◆ DATA PROVIDED
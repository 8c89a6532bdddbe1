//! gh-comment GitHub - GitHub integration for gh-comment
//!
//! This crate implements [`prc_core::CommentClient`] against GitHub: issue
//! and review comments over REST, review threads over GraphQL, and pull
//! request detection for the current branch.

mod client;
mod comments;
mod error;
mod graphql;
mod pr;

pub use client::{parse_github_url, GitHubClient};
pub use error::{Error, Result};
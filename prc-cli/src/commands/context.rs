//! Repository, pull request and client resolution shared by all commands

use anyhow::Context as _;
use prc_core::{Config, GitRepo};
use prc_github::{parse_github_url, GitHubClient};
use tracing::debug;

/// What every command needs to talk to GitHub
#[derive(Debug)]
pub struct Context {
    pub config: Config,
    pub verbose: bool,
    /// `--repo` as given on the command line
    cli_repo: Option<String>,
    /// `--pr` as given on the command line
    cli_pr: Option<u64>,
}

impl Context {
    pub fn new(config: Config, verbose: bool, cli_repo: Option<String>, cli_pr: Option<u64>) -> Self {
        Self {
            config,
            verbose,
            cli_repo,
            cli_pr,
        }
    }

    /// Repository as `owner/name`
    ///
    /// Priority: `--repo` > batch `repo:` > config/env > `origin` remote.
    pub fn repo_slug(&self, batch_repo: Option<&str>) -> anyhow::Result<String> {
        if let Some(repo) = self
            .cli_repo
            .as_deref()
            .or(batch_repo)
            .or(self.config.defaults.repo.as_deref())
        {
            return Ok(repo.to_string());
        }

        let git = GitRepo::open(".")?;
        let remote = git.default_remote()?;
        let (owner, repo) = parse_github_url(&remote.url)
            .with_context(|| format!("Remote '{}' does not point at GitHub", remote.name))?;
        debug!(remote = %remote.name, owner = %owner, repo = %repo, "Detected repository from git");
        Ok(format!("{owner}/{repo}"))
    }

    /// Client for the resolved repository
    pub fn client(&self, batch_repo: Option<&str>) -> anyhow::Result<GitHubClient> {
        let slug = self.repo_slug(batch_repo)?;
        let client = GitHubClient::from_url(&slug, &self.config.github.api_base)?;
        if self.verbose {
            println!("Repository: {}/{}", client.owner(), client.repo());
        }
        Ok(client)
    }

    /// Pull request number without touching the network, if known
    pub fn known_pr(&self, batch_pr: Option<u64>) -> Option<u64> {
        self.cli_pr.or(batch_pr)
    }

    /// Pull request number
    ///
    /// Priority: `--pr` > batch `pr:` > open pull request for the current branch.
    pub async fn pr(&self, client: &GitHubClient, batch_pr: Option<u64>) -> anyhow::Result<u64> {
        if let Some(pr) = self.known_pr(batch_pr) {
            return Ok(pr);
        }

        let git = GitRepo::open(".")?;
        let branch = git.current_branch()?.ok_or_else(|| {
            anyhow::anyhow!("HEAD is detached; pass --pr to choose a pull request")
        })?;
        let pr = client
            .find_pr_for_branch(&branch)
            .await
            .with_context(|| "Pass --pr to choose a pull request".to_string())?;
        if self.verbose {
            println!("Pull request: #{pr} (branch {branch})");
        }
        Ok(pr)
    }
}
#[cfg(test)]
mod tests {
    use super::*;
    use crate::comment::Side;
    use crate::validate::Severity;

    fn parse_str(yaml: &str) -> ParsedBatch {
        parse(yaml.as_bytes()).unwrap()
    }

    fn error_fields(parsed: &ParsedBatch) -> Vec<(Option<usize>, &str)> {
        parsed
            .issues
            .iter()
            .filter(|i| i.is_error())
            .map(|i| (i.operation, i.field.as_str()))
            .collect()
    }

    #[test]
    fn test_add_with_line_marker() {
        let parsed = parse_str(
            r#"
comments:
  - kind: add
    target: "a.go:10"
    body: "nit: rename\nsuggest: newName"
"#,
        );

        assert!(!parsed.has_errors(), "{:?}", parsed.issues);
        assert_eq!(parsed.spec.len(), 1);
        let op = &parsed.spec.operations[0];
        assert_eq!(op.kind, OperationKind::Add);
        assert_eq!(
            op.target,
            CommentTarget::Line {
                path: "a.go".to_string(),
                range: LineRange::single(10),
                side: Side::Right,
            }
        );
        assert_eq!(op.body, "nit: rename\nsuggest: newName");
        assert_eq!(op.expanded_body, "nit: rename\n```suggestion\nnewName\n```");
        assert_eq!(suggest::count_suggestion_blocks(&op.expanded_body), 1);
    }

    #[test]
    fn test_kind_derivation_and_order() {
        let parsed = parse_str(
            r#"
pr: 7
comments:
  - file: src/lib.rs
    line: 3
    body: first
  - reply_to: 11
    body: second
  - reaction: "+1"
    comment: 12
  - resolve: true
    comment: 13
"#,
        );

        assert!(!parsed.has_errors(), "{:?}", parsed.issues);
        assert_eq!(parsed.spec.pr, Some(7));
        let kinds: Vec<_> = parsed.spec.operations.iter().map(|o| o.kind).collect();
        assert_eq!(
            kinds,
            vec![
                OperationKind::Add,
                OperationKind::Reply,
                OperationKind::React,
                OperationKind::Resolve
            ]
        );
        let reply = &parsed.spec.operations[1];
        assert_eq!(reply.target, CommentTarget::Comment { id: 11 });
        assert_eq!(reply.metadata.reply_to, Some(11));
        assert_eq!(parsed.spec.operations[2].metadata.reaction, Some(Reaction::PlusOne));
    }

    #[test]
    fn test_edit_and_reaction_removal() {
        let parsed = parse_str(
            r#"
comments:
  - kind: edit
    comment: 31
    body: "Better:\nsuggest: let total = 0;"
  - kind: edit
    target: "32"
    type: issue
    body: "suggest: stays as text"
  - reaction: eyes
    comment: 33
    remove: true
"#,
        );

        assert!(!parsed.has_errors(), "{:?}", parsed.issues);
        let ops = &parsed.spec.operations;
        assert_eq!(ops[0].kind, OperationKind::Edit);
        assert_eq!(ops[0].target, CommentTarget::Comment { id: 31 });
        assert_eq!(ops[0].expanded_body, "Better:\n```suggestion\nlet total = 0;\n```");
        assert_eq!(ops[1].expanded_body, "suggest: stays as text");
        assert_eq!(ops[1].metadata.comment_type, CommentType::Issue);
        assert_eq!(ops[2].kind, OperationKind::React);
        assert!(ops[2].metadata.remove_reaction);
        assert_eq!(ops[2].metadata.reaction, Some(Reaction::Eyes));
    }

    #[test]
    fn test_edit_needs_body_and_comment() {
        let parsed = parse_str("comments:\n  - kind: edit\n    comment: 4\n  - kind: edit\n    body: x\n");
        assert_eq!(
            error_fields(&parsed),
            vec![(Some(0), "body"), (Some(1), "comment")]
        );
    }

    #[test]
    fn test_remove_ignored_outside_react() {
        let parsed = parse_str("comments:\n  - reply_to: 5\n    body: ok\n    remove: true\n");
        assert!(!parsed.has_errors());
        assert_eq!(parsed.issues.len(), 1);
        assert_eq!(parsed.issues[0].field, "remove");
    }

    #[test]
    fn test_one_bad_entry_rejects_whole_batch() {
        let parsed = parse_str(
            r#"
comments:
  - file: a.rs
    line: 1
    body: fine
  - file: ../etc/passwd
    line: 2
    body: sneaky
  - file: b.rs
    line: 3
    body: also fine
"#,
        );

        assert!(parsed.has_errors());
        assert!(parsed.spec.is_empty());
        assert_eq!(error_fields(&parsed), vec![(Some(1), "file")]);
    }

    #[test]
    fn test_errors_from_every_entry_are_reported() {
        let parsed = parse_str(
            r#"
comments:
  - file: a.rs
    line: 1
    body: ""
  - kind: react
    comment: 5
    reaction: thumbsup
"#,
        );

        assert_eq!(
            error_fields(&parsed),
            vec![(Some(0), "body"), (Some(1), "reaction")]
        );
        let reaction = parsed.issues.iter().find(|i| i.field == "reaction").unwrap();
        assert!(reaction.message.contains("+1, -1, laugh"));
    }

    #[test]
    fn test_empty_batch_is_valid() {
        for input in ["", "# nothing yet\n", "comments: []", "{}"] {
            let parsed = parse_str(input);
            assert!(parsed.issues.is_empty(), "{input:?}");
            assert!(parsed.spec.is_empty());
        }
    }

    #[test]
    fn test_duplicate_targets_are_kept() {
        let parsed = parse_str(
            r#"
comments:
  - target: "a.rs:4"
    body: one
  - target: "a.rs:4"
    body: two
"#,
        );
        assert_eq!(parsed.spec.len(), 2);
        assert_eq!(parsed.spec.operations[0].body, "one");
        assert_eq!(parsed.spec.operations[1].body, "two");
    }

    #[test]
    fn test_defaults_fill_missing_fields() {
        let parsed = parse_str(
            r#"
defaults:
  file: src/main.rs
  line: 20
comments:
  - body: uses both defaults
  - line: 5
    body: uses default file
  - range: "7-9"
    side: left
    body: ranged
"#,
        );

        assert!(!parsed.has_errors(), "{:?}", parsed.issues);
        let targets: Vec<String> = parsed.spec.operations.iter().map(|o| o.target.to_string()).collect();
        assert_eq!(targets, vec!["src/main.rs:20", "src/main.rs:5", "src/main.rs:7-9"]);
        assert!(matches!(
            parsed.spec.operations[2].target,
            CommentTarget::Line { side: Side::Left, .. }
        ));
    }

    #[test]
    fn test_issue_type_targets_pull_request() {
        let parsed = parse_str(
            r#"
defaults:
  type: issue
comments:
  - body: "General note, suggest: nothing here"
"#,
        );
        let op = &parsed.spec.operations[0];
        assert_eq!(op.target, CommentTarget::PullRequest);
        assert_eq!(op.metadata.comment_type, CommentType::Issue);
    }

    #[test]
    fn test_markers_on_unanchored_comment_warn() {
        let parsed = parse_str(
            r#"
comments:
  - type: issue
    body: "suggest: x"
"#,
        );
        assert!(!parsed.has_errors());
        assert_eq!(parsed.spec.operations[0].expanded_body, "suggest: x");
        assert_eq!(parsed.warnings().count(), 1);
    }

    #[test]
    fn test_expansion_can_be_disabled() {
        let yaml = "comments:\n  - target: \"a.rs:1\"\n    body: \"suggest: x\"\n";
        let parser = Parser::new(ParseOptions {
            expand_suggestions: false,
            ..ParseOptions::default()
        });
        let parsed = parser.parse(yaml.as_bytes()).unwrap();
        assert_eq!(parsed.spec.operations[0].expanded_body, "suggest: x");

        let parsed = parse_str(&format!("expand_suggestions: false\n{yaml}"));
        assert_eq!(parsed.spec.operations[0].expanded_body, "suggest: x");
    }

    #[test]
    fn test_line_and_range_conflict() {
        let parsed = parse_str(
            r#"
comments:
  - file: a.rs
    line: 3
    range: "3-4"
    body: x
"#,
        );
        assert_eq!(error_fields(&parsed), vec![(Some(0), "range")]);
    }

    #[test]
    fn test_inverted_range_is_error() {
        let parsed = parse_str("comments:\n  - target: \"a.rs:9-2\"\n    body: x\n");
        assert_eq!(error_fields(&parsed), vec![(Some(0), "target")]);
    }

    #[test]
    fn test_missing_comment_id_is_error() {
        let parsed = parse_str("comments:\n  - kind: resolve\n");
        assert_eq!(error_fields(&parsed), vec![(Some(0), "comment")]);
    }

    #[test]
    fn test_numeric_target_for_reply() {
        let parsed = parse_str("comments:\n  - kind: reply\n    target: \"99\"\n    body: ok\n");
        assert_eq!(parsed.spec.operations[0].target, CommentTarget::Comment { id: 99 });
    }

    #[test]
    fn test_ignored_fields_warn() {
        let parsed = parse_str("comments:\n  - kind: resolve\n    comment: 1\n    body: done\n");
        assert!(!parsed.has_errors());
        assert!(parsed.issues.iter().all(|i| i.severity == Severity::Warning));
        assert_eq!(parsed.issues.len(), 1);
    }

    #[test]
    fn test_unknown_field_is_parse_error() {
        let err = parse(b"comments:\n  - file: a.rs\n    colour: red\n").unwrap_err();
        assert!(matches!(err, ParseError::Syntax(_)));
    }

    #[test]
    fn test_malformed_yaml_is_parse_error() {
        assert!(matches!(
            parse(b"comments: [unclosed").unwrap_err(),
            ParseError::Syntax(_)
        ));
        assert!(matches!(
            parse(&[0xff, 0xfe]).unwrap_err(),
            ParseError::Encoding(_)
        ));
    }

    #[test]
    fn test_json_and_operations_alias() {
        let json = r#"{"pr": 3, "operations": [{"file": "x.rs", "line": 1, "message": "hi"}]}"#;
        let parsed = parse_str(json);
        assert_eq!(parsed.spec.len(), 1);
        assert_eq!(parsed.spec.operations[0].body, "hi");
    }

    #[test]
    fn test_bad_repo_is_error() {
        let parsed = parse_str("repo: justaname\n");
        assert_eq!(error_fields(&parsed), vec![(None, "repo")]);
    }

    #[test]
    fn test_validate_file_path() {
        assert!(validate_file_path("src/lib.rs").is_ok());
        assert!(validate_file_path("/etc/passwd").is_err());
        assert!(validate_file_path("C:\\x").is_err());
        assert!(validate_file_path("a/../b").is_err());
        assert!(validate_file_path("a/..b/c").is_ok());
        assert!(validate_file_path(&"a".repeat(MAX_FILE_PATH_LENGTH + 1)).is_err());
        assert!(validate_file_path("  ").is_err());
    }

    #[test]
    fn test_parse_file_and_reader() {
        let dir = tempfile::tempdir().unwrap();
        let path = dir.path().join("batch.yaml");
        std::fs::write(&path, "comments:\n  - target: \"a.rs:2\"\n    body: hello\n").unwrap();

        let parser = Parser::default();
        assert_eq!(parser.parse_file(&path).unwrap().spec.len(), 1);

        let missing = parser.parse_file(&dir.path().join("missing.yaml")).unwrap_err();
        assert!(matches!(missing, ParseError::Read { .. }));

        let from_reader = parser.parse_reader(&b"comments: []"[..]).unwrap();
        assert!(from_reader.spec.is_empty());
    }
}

◆ INSTRUCTIONS FOR THE TASK
Whenever the word "crate" shows up in a line of the entries above, copy that line.

◆ RESULT BELOW
//! This crate implements [`prc_core::CommentClient`] against GitHub: issue
    use crate::comment::Side;
    use crate::validate::Severity;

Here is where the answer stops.